> [What you are asked to do] Your answer should be the lines below from the one holding "repository b8270d0560db48f6" through the one holding "let mut producers", copied exactly and with nothing else.

Data excerpts
..............................
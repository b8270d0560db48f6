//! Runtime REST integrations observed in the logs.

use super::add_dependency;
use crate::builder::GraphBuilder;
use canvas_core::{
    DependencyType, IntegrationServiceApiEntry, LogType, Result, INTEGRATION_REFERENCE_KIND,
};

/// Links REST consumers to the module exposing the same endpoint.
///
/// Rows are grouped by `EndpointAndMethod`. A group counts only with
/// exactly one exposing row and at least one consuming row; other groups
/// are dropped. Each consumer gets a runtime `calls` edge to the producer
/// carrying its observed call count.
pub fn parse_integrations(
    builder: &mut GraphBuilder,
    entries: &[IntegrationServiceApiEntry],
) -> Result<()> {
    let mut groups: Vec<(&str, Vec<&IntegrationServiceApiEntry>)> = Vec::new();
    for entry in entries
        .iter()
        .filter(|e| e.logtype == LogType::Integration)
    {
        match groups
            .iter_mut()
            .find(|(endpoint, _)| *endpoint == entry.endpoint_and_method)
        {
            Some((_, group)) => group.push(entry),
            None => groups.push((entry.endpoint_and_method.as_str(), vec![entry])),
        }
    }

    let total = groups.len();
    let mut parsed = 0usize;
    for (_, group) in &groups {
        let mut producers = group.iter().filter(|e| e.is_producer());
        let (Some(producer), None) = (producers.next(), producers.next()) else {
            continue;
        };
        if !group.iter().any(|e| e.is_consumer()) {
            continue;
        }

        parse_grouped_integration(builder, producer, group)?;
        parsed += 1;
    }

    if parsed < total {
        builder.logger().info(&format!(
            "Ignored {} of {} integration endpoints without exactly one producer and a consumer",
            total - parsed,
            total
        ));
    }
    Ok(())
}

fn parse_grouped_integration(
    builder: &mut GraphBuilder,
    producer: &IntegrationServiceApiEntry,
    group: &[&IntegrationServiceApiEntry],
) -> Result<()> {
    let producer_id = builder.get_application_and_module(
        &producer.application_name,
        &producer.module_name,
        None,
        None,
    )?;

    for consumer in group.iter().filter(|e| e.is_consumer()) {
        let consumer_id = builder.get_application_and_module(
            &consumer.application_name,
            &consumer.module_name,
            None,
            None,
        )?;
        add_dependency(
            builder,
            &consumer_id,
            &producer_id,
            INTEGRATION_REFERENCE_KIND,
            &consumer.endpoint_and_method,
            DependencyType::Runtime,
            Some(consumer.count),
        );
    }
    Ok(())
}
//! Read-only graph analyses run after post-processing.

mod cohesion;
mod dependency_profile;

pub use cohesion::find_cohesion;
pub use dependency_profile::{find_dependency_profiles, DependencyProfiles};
..............................
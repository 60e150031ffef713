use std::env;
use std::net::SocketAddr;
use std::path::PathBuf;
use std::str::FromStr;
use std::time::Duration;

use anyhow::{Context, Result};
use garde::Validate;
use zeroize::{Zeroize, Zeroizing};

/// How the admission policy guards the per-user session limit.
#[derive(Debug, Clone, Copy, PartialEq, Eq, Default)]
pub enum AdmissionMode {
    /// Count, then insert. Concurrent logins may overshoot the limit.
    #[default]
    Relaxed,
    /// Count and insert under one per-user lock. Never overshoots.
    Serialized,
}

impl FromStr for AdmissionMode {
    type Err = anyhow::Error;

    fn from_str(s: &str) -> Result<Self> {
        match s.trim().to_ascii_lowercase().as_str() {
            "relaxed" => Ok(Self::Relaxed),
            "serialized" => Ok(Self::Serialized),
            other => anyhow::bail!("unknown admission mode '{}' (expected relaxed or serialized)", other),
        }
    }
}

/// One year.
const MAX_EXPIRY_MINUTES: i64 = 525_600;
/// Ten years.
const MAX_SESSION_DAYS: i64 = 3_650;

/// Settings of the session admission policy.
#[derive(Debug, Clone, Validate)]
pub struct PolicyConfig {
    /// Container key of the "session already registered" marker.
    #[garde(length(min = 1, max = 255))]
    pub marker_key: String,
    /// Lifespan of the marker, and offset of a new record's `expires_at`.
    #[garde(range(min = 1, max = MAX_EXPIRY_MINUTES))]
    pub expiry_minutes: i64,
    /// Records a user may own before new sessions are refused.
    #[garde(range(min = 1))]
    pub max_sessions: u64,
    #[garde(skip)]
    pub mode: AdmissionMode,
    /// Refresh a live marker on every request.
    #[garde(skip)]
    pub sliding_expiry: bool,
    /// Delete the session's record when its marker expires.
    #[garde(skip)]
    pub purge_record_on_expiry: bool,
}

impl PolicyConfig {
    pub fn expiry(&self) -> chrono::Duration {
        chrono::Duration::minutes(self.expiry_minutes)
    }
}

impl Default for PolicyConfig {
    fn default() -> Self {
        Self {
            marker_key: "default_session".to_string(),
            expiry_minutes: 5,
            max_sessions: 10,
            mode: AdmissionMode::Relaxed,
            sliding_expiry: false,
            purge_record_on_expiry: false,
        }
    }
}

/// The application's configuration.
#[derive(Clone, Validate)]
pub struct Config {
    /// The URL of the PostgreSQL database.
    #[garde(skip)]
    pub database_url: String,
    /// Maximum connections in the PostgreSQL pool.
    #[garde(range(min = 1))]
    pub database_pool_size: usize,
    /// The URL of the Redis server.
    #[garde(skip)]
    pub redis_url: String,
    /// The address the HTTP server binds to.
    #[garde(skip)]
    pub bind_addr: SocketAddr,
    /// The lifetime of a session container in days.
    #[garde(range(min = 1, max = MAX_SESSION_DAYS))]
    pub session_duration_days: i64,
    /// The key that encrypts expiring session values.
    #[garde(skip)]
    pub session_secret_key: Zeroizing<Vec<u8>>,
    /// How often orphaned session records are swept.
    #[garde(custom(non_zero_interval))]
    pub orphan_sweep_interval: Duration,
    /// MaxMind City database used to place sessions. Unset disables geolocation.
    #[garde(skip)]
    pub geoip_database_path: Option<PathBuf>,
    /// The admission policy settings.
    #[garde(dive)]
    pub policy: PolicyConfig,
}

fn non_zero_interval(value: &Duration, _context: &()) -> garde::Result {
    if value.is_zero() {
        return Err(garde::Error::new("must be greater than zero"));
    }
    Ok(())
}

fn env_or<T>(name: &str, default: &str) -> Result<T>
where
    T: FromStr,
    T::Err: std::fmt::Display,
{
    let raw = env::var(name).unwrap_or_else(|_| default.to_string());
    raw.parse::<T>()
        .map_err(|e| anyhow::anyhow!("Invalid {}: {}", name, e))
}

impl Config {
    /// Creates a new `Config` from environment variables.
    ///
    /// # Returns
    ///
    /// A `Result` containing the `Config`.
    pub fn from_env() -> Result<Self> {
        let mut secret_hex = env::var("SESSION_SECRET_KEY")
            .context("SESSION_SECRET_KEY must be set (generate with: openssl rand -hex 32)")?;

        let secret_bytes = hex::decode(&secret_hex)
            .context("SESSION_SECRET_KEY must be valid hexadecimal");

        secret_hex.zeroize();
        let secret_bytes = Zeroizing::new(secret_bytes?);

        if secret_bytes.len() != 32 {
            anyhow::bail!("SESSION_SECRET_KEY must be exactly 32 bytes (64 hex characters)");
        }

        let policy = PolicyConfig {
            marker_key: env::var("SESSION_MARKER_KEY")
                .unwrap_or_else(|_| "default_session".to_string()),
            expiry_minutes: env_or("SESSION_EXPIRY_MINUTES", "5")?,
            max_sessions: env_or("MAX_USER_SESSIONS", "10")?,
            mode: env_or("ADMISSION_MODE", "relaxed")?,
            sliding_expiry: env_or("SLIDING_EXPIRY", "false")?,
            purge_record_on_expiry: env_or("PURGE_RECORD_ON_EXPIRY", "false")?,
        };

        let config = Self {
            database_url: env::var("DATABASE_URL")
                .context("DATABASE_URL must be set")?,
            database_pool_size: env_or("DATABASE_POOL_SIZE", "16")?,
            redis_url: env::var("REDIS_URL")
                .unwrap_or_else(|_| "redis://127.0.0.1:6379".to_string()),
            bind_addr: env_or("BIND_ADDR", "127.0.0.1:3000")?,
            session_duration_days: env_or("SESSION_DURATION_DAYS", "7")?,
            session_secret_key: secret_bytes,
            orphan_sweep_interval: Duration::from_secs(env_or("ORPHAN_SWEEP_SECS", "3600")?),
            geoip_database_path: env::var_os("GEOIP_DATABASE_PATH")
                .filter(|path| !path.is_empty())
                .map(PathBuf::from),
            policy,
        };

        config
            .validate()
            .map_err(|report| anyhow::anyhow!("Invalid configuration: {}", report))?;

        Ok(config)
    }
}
..............................
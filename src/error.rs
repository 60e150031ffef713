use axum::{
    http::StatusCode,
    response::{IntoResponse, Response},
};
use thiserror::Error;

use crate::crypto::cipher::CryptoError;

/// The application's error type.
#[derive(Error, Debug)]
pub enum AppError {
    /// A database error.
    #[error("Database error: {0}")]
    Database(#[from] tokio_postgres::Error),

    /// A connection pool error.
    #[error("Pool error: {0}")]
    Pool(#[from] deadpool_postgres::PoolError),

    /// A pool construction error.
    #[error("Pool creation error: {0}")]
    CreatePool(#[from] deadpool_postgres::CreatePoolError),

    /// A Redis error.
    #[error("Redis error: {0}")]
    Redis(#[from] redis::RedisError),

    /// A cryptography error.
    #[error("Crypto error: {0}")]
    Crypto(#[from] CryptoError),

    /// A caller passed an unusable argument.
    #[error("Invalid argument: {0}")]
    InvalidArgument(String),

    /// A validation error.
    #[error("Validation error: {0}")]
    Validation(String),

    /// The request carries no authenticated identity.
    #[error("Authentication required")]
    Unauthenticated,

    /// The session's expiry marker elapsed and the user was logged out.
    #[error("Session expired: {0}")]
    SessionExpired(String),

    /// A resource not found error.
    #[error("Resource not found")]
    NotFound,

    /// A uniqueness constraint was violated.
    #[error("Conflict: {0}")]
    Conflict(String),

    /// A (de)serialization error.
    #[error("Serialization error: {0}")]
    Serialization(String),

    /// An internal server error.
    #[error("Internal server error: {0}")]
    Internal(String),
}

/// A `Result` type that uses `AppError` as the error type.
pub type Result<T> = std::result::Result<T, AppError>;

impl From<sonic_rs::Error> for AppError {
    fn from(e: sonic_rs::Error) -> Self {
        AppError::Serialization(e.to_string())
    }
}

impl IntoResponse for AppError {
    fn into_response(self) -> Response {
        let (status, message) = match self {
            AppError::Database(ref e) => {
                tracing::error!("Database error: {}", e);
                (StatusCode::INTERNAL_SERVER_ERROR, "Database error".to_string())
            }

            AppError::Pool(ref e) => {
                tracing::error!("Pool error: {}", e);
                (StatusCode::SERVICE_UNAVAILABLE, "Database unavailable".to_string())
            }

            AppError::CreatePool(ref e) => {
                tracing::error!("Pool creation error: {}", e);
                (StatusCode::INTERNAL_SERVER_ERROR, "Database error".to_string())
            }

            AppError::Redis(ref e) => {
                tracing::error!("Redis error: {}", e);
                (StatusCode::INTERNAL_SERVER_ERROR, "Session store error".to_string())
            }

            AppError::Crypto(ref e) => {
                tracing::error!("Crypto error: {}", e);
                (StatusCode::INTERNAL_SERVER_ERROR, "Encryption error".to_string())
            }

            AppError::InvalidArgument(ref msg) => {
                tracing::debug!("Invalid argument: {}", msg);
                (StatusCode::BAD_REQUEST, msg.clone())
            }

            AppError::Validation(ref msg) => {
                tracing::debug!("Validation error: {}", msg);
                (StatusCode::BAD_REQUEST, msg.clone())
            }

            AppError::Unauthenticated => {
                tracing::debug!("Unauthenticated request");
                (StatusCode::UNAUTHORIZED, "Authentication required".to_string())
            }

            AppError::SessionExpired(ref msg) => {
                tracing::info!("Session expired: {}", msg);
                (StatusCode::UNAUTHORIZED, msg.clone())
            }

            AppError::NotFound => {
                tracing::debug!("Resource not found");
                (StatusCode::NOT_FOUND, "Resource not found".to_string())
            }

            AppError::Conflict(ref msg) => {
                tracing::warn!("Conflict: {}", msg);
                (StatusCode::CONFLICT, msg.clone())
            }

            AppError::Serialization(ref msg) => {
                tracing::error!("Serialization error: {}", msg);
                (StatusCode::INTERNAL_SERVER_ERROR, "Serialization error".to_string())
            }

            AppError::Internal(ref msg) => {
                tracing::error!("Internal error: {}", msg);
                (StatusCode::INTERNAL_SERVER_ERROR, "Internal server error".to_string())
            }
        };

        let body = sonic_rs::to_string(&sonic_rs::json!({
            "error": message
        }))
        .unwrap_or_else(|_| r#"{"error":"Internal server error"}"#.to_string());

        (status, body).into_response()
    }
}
..............................
> [Answer section]
repository b8270d0560db48f6
//! Runtime REST integrations observed in the logs.

use super::add_dependency;
use crate::builder::GraphBuilder;
use canvas_core::{
    DependencyType, IntegrationServiceApiEntry, LogType, Result, INTEGRATION_REFERENCE_KIND,
};

/// Links REST consumers to the module exposing the same endpoint.
///
/// Rows are grouped by `EndpointAndMethod`. A group counts only with
/// exactly one exposing row and at least one consuming row; other groups
/// are dropped. Each consumer gets a runtime `calls` edge to the producer
/// carrying its observed call count.
pub fn parse_integrations(
    builder: &mut GraphBuilder,
    entries: &[IntegrationServiceApiEntry],
) -> Result<()> {
    let mut groups: Vec<(&str, Vec<&IntegrationServiceApiEntry>)> = Vec::new();
    for entry in entries
        .iter()
        .filter(|e| e.logtype == LogType::Integration)
    {
        match groups
            .iter_mut()
            .find(|(endpoint, _)| *endpoint == entry.endpoint_and_method)
        {
            Some((_, group)) => group.push(entry),
            None => groups.push((entry.endpoint_and_method.as_str(), vec![entry])),
        }
    }

    let total = groups.len();
    let mut parsed = 0usize;
    for (_, group) in &groups {
        let mut producers = group.iter().filter(|e| e.is_producer());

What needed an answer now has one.